Busco un alma que pueda ayudarme

Soy de una generación desencantada

(…)Ya nada tiene sentido, ya nada está bien

Con su versión de "Désenchantée" (la original es de la canadiense Mylène Farmer) nos estaba anticipando toda esa frustración, las terribles expectativas de futuro peores que las de nuestros padre y todas esas cosas tan alentadoras que se dicen de las generaciones Z y millennial: desencantadas, y no es para menos.

En 2006 la diosa Beyoncé, cantando ya sin las otras Destiny, se ponía toda chula al echar a su novio de casa, pues le había engañado con otra. En "Irreplaceable" dejaba bien clarito que él era reemplazable porque ella podía (puede) encontrar a otro en cuanto le dé la gana. "De hecho, estará aquí en un minuto", le decía mientras le animaba a darse vidilla en irse de su mansión.

Luego vinieron "Roar" (2013), en la que Katy Perry se levantaba, se sacudía el polvo y rugía bien fuerte al tipo que la estaba oprimiendo: "Prepárate porque ya he tenido suficiente. Lo veo todo, lo veo ahora"; y la sacudida de Taylor Swift("Shake it off", 2014) para quitarse de encima las habladurías sobre si sale hasta muy tarde o tiene demasiadas citas.

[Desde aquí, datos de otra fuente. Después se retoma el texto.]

//! Core domain types shared across the orchestrator.
//!
//! - Execution status state machine
//! - Pipeline execution modes
//! - Retry policy
//! - The parallel merge rule

mod merge;
mod mode;
mod retry;
mod status;

pub use merge::merge_payloads;
pub use mode::ExecutionMode;
pub use retry::{BackoffStrategy, JitterStrategy, RetryPolicy};
pub use status::ExecutionStatus;
//! Context model for agent execution.
//!
//! This module provides:
//! - The [`Payload`] value model, including non-serializable callables
//! - The immutable [`Context`] carried through agents and pipelines
//! - [`QueuedContext`], the externalized form used by the batch layer

mod immutable;
mod payload;
mod queued;

pub use immutable::{Context, CANCEL_REASON_KEY};
pub use payload::{Callable, Payload};
pub use queued::QueuedContext;
//! Benchmarks for pipeline execution.

use agentflow::prelude::*;
use criterion::{black_box, criterion_group, criterion_main, Criterion};

fn counting_pipeline(stages: usize) -> Pipeline {
    (0..stages).fold(Pipeline::new(Arc::new(Mediator::new())), |pipeline, i| {
        pipeline.step(format!("inc-{i}"), |p| Payload::from(p.as_i64().unwrap_or(0) + 1))
    })
}

fn pipeline_benchmark(c: &mut Criterion) {
    let Ok(runtime) = tokio::runtime::Builder::new_current_thread().build() else {
        return;
    };

    let short = counting_pipeline(4);
    c.bench_function("sequential_4_callables", |b| {
        b.iter(|| runtime.block_on(short.through(black_box(0))))
    });

    let long = counting_pipeline(32);
    c.bench_function("sequential_32_callables", |b| {
        b.iter(|| runtime.block_on(long.through(black_box(0))))
    });

    let agents = Pipeline::new(Arc::new(Mediator::new()))
        .agent(FnAgent::transform("upper", |p| {
            Payload::from(p.as_str().unwrap_or_default().to_uppercase())
        }))
        .agent(NoOpAgent::new("idle"));
    c.bench_function("sequential_2_agents", |b| {
        b.iter(|| runtime.block_on(agents.through(black_box("bench"))))
    });
}

criterion_group!(benches, pipeline_benchmark);
criterion_main!(benches);
//! Agent wrapping an external service call in resilience policies.

use super::Agent;
use crate::batch::KeyValueStore;
use crate::context::{Context, Payload};
use crate::errors::AgentflowError;
use crate::resilience::{
    CircuitBreaker, CircuitState, FixedWindowRateLimiter, ResilienceConfig, ResponseCache,
};
use async_trait::async_trait;
use std::fmt;
use std::sync::Arc;
use tracing::{debug, warn};

/// Tag added when the payload came from the response cache.
pub const CACHED_TAG: &str = "cached";
/// Set to `true` when the fallback produced the payload.
pub const FALLBACK_USED_KEY: &str = "fallback_used";
/// Error code of the failure that triggered the fallback.
pub const FALLBACK_REASON_KEY: &str = "fallback_reason";
/// Name of the service whose failure was surfaced as a context error.
pub const FAILED_SERVICE_KEY: &str = "failed_service";

/// An operation against an external service.
#[async_trait]
pub trait ServiceCall: Send + Sync {
    /// Service name used for breaker logs, cache keys and error messages.
    fn service_name(&self) -> &str;

    /// Performs the call.
    async fn call(&self, input: &Payload) -> Result<Payload, AgentflowError>;
}

/// Produces a replacement payload when the service cannot be used.
pub type Fallback = Arc<dyn Fn(&Context, &AgentflowError) -> Payload + Send + Sync>;

/// Calls a [`ServiceCall`] behind a response cache, a rate limiter and a
/// circuit breaker, in that order.
///
/// Short-circuits and failures resolve to the fallback when one is set,
/// otherwise to a context error prefixed with the service name. `handle`
/// never returns `Err`.
pub struct ResilientAgent {
    name: String,
    service: Arc<dyn ServiceCall>,
    breaker: CircuitBreaker,
    limiter: Option<FixedWindowRateLimiter>,
    cache: Option<ResponseCache>,
    fallback: Option<Fallback>,
    config: ResilienceConfig,
}

impl ResilientAgent {
    /// Creates an agent around a service call.
    pub fn new(
        name: impl Into<String>,
        service: Arc<dyn ServiceCall>,
        config: ResilienceConfig,
    ) -> Self {
        let breaker = CircuitBreaker::new(service.service_name(), config.circuit_breaker.clone());
        let limiter = config.rate_limit.as_ref().map(FixedWindowRateLimiter::new);
        Self {
            name: name.into(),
            service,
            breaker,
            limiter,
            cache: None,
            fallback: None,
            config,
        }
    }

    /// Enables response caching in a store.
    #[must_use]
    pub fn with_cache(mut self, store: Arc<dyn KeyValueStore>) -> Self {
        self.cache = Some(ResponseCache::new(store, self.config.cache.clone()));
        self
    }

    /// Sets the fallback.
    #[must_use]
    pub fn with_fallback<F>(mut self, fallback: F) -> Self
    where
        F: Fn(&Context, &AgentflowError) -> Payload + Send + Sync + 'static,
    {
        self.fallback = Some(Arc::new(fallback));
        self
    }

    /// Returns the circuit breaker.
    #[must_use]
    pub fn circuit_breaker(&self) -> &CircuitBreaker {
        &self.breaker
    }

    /// Returns the breaker state.
    #[must_use]
    pub fn circuit_state(&self) -> CircuitState {
        self.breaker.state()
    }

    fn service_name(&self) -> &str {
        self.service.service_name()
    }

    fn recover(&self, ctx: &Context, error: &AgentflowError) -> Context {
        match &self.fallback {
            Some(fallback) => {
                debug!(agent = %self.name, service = %self.service_name(), reason = error.code(), "Using fallback");
                ctx.with_payload(fallback(ctx, error))
                    .with_metadata(FALLBACK_USED_KEY, true)
                    .with_metadata(FALLBACK_REASON_KEY, error.code())
            }
            None => ctx
                .add_error(format!("{}: {error}", self.service_name()))
                .with_metadata(FAILED_SERVICE_KEY, self.service_name()),
        }
    }
}

impl fmt::Debug for ResilientAgent {
    fn fmt(&self, f: &mut fmt::Formatter<'_>) -> fmt::Result {
        f.debug_struct("ResilientAgent")
            .field("name", &self.name)
            .field("service", &self.service_name())
            .field("circuit", &self.breaker.state())
            .field("has_fallback", &self.fallback.is_some())
            .finish_non_exhaustive()
    }
}

#[async_trait]
impl Agent for ResilientAgent {
    fn name(&self) -> &str {
        &self.name
    }

    fn description(&self) -> &str {
        "Calls an external service behind a cache, rate limiter and circuit breaker"
    }

    fn tags(&self) -> Vec<String> {
        vec!["resilient".to_string(), self.service_name().to_string()]
    }

    async fn handle(&self, ctx: Context) -> Result<Context, AgentflowError> {
        let service = self.service_name();

        if let Some(cache) = &self.cache {
            if let Some(hit) = cache.get(service, ctx.payload()).await {
                debug!(agent = %self.name, service = %service, "Response cache hit");
                return Ok(ctx.with_payload(hit).with_tag(CACHED_TAG));
            }
        }

        if let Some(limiter) = &self.limiter {
            if !limiter.try_acquire().allowed {
                warn!(agent = %self.name, service = %service, "Rate limit exceeded");
                let err = AgentflowError::RateLimited {
                    service: service.to_string(),
                    limit: limiter.limit(),
                };
                return Ok(self.recover(&ctx, &err));
            }
        }

        if !self.breaker.can_execute() {
            let err = AgentflowError::CircuitOpen {
                service: service.to_string(),
            };
            return Ok(self.recover(&ctx, &err));
        }

        match self.service.call(ctx.payload()).await {
            Ok(output) => {
                self.breaker.record_success();
                if let Some(cache) = &self.cache {
                    cache.put(service, ctx.payload(), &output).await;
                }
                Ok(ctx.with_payload(output))
            }
            Err(err) => {
                self.breaker.record_failure();
                warn!(agent = %self.name, service = %service, error = %err, "Service call failed");
                Ok(self.recover(&ctx, &err))
            }
        }
    }
}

"Pero ahora el tiempo me cambió", cantaba Rebeca para explicar su transición entre estar junto al maltratador y mandarlo a tomar viento. En este tiempo ha cambiado la música y estamos sacando fuera lo malo, que cantan a dúo Aitana y Ana Guerra. La cumbia, un género nacido en Colombia con letras desde luego poco feministas, está ahora abanderada por mujeres que cantan sobre qué les gusta, qué no van a aguantar y, también, sobre las víctimas de violencia de género. Miss Bolivia, que es de Argentina, canta sobre el feminicidio y la culpabilización de la mujer en "Paren de matarnos":

Dicen que desaparecí porque andaba sola por ahí

Porque usaba la falda muy corta, se la pasan culpándome a mí

Me dijeron que diga que sí, me mataron desde que nací

Me obligaron a ser una esclava: lava y lava, y a parir


Y no podía faltar un canto contra el amor romántico. La Otra, que tan bien sabe cantar las cosas, recuerda en "Contigo" que:

Yo no me muero si no estás aquí,

puedo andar bien caminando sin ti

no me haces falta ni eres mi media naranja en la vida

voy aprendiendo a curarme yo misma todas mis heridas

Pero contigo,

es cierto que el mundo parece un poco menos feo

Contigo,

es cierto que a veces romper las cadenas duele un poco menos

Y aprendo contigo y contigo camino,

me encanta todo lo que hemos compartido




Quizá seamos una generación desencantada... Pero también empoderada. Gracias a canciones como éstas.